*About this exercise:*
Copy the records exactly. Include every line.

*Stored data:*

§ §

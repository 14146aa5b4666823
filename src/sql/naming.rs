//! Deterministic physical naming.
//!
//! Logical ids map to physical identifiers by construction:
//!
//! | logical                 | physical        |
//! |-------------------------|-----------------|
//! | table `syn123`          | `T123`          |
//! | table `syn123.4`        | `T123_4`        |
//! | status table            | `T123S`         |
//! | current-row table       | `T123CR`        |
//! | column 7                | `_C7_`          |
//! | DOUBLE shadow column 7  | `_DBL_C7_`      |
//! | index on column 7       | `_C7_idx_`      |
//! | n-th bind parameter     | `:b<n>`         |
//!
//! Only these functions produce [`Token::Ident`](super::token::Token::Ident)
//! content, which is why identifiers are emitted unquoted.

use regex::Regex;
use std::sync::LazyLock;

use crate::model::{ColumnId, ColumnModel, ColumnType, IdAndVersion};

pub const ROW_ID: &str = "ROW_ID";
pub const ROW_VERSION: &str = "ROW_VERSION";
pub const ROW_ETAG: &str = "ROW_ETAG";
pub const ROW_BENEFACTOR: &str = "ROW_BENEFACTOR";

/// Metadata columns every index table may carry, never part of a schema.
pub const RESERVED_COLUMN_NAMES: [&str; 4] = [ROW_ID, ROW_VERSION, ROW_ETAG, ROW_BENEFACTOR];

/// Bind names used by row DML.
pub const ROW_ID_BIND: &str = "bRI";
pub const ROW_VERSION_BIND: &str = "bRV";

const TABLE_PREFIX: &str = "T";
const COLUMN_PREFIX: &str = "_C";
const COLUMN_POSTFIX: &str = "_";
const DOUBLE_PREFIX: &str = "_DBL";
const INDEX_POSTFIX: &str = "idx_";

static COLUMN_NAME_RE: LazyLock<Regex> = LazyLock::new(|| Regex::new(r"^_C(\d+)_$").unwrap());

/// Which physical table of a logical table.
#[derive(Debug, Clone, Copy, PartialEq, Eq, Hash)]
pub enum TableIndexType {
    Index,
    Status,
    CurrentRow,
}

impl TableIndexType {
    pub fn suffix(&self) -> &'static str {
        match self {
            TableIndexType::Index => "",
            TableIndexType::Status => "S",
            TableIndexType::CurrentRow => "CR",
        }
    }
}

/// `T<id>[_<version>]<suffix>`
pub fn table_name(id: &IdAndVersion, kind: TableIndexType) -> String {
    match id.version {
        Some(v) => format!("{}{}_{}{}", TABLE_PREFIX, id.id, v, kind.suffix()),
        None => format!("{}{}{}", TABLE_PREFIX, id.id, kind.suffix()),
    }
}

pub fn index_table_name(id: &IdAndVersion) -> String {
    table_name(id, TableIndexType::Index)
}

/// `_C<id>_`
pub fn column_name(id: ColumnId) -> String {
    format!("{}{}{}", COLUMN_PREFIX, id, COLUMN_POSTFIX)
}

/// `_DBL_C<id>_`
pub fn double_shadow_name(id: ColumnId) -> String {
    format!("{}{}", DOUBLE_PREFIX, column_name(id))
}

/// `_C<id>_idx_`
pub fn index_name(id: ColumnId) -> String {
    format!("{}{}", column_name(id), INDEX_POSTFIX)
}

/// Table alias for the n-th table of a multi-table query.
pub fn table_alias(position: usize) -> String {
    format!("_A{}", position)
}

/// Name of the n-th bind parameter.
pub fn bind_name(sequence: usize) -> String {
    format!("b{}", sequence)
}

/// Recover the column id from `_C<id>_`.
pub fn parse_column_id(name: &str) -> Option<ColumnId> {
    COLUMN_NAME_RE
        .captures(name)
        .and_then(|caps| caps.get(1))
        .and_then(|m| m.as_str().parse().ok())
}

/// Every physical column a logical column occupies.
pub fn physical_names(model: &ColumnModel) -> Vec<String> {
    let mut names = vec![column_name(model.id)];
    if model.column_type == ColumnType::Double {
        names.push(double_shadow_name(model.id));
    }
    names
}

/// Canonical spelling of a reserved metadata column, matched case-insensitively.
pub fn reserved_column_name(name: &str) -> Option<&'static str> {
    RESERVED_COLUMN_NAMES
        .iter()
        .copied()
        .find(|reserved| reserved.eq_ignore_ascii_case(name))
}

pub fn is_reserved_column_name(name: &str) -> bool {
    reserved_column_name(name).is_some()
}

§ §

*Task solution:*
repository 14146aa5b4666823
filename src/sql/naming.rs
//! Deterministic physical naming.
//!
//! Logical ids map to physical identifiers by construction:
//!
//! | logical                 | physical        |
//! |-------------------------|-----------------|
//! | table `syn123`          | `T123`          |
//! | table `syn123.4`        | `T123_4`        |
//! | status table            | `T123S`         |
//! | current-row table       | `T123CR`        |
//! | column 7                | `_C7_`          |
//! | DOUBLE shadow column 7  | `_DBL_C7_`      |
//! | index on column 7       | `_C7_idx_`      |
//! | n-th bind parameter     | `:b<n>`         |
//!
//! Only these functions produce [`Token::Ident`](super::token::Token::Ident)
//! content, which is why identifiers are emitted unquoted.

use regex::Regex;
use std::sync::LazyLock;

use crate::model::{ColumnId, ColumnModel, ColumnType, IdAndVersion};

pub const ROW_ID: &str = "ROW_ID";
pub const ROW_VERSION: &str = "ROW_VERSION";
pub const ROW_ETAG: &str = "ROW_ETAG";
pub const ROW_BENEFACTOR: &str = "ROW_BENEFACTOR";

/// Metadata columns every index table may carry, never part of a schema.
pub const RESERVED_COLUMN_NAMES: [&str; 4] = [ROW_ID, ROW_VERSION, ROW_ETAG, ROW_BENEFACTOR];

/// Bind names used by row DML.
pub const ROW_ID_BIND: &str = "bRI";
pub const ROW_VERSION_BIND: &str = "bRV";

const TABLE_PREFIX: &str = "T";
const COLUMN_PREFIX: &str = "_C";
const COLUMN_POSTFIX: &str = "_";
const DOUBLE_PREFIX: &str = "_DBL";
const INDEX_POSTFIX: &str = "idx_";

static COLUMN_NAME_RE: LazyLock<Regex> = LazyLock::new(|| Regex::new(r"^_C(\d+)_$").unwrap());

/// Which physical table of a logical table.
#[derive(Debug, Clone, Copy, PartialEq, Eq, Hash)]
pub enum TableIndexType {
    Index,
    Status,
    CurrentRow,
}

impl TableIndexType {
    pub fn suffix(&self) -> &'static str {
        match self {
            TableIndexType::Index => "",
            TableIndexType::Status => "S",
            TableIndexType::CurrentRow => "CR",
        }
    }
}

/// `T<id>[_<version>]<suffix>`
pub fn table_name(id: &IdAndVersion, kind: TableIndexType) -> String {
    match id.version {
        Some(v) => format!("{}{}_{}{}", TABLE_PREFIX, id.id, v, kind.suffix()),
        None => format!("{}{}{}", TABLE_PREFIX, id.id, kind.suffix()),
    }
}

pub fn index_table_name(id: &IdAndVersion) -> String {
    table_name(id, TableIndexType::Index)
}

/// `_C<id>_`
pub fn column_name(id: ColumnId) -> String {
    format!("{}{}{}", COLUMN_PREFIX, id, COLUMN_POSTFIX)
}

/// `_DBL_C<id>_`
pub fn double_shadow_name(id: ColumnId) -> String {
    format!("{}{}", DOUBLE_PREFIX, column_name(id))
}

/// `_C<id>_idx_`
pub fn index_name(id: ColumnId) -> String {
    format!("{}{}", column_name(id), INDEX_POSTFIX)
}

/// Table alias for the n-th table of a multi-table query.
pub fn table_alias(position: usize) -> String {
    format!("_A{}", position)
}

/// Name of the n-th bind parameter.
pub fn bind_name(sequence: usize) -> String {
    format!("b{}", sequence)
}

/// Recover the column id from `_C<id>_`.
pub fn parse_column_id(name: &str) -> Option<ColumnId> {
    COLUMN_NAME_RE
        .captures(name)
        .and_then(|caps| caps.get(1))
        .and_then(|m| m.as_str().parse().ok())
}

/// Every physical column a logical column occupies.
pub fn physical_names(model: &ColumnModel) -> Vec<String> {
    let mut names = vec![column_name(model.id)];
    if model.column_type == ColumnType::Double {
        names.push(double_shadow_name(model.id));
    }
    names
}

/// Canonical spelling of a reserved metadata column, matched case-insensitively.
pub fn reserved_column_name(name: &str) -> Option<&'static str> {
    RESERVED_COLUMN_NAMES
        .iter()
        .copied()
        .find(|reserved| reserved.eq_ignore_ascii_case(name))
}

pub fn is_reserved_column_name(name: &str) -> bool {
    reserved_column_name(name).is_some()
}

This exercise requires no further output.